Extracted data entries:
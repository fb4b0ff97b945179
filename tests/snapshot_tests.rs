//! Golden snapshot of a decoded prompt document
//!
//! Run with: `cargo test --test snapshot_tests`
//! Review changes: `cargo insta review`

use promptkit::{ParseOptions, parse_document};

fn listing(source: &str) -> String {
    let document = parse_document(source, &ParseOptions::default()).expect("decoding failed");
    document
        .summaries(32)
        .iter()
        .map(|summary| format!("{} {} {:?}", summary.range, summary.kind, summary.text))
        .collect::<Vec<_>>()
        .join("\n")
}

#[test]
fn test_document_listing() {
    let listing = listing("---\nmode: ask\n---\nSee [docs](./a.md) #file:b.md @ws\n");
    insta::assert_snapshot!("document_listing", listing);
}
--
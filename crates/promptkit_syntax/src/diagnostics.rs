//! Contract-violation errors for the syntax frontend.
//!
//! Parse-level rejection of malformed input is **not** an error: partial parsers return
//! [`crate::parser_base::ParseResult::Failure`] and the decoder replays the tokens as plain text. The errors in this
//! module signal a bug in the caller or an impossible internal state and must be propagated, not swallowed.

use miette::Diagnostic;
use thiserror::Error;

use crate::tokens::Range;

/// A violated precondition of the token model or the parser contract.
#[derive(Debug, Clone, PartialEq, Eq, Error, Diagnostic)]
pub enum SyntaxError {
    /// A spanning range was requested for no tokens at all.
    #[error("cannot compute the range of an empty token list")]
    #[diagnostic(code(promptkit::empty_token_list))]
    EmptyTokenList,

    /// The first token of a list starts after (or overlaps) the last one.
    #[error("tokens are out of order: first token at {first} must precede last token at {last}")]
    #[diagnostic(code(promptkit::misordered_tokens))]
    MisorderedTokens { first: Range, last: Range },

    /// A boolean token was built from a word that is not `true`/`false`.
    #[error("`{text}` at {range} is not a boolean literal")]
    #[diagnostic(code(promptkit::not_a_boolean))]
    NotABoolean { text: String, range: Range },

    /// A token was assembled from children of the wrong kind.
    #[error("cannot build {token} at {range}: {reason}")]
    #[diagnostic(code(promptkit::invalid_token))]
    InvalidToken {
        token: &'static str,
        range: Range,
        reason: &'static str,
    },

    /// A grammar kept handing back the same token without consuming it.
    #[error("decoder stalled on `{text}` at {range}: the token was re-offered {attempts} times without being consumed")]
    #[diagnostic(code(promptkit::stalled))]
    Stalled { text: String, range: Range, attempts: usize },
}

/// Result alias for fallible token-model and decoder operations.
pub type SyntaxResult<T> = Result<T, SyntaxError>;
--
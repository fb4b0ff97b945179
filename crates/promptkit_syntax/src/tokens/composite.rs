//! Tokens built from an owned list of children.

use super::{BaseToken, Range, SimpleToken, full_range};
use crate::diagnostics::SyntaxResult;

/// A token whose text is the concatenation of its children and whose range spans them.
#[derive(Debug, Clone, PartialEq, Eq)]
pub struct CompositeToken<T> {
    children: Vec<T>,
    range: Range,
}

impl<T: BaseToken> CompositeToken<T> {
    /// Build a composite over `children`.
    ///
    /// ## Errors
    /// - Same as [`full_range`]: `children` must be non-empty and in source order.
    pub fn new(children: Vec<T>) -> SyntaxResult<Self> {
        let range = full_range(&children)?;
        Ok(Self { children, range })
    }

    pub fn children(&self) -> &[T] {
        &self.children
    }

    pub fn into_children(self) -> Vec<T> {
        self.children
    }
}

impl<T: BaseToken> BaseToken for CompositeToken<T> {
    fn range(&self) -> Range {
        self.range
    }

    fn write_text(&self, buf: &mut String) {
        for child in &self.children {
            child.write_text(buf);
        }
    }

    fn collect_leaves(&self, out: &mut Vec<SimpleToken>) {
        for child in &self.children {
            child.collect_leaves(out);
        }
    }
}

What you will do: Please tally the lines in the data above containing the string "filename", and give the number alone.

Exercise answer: 3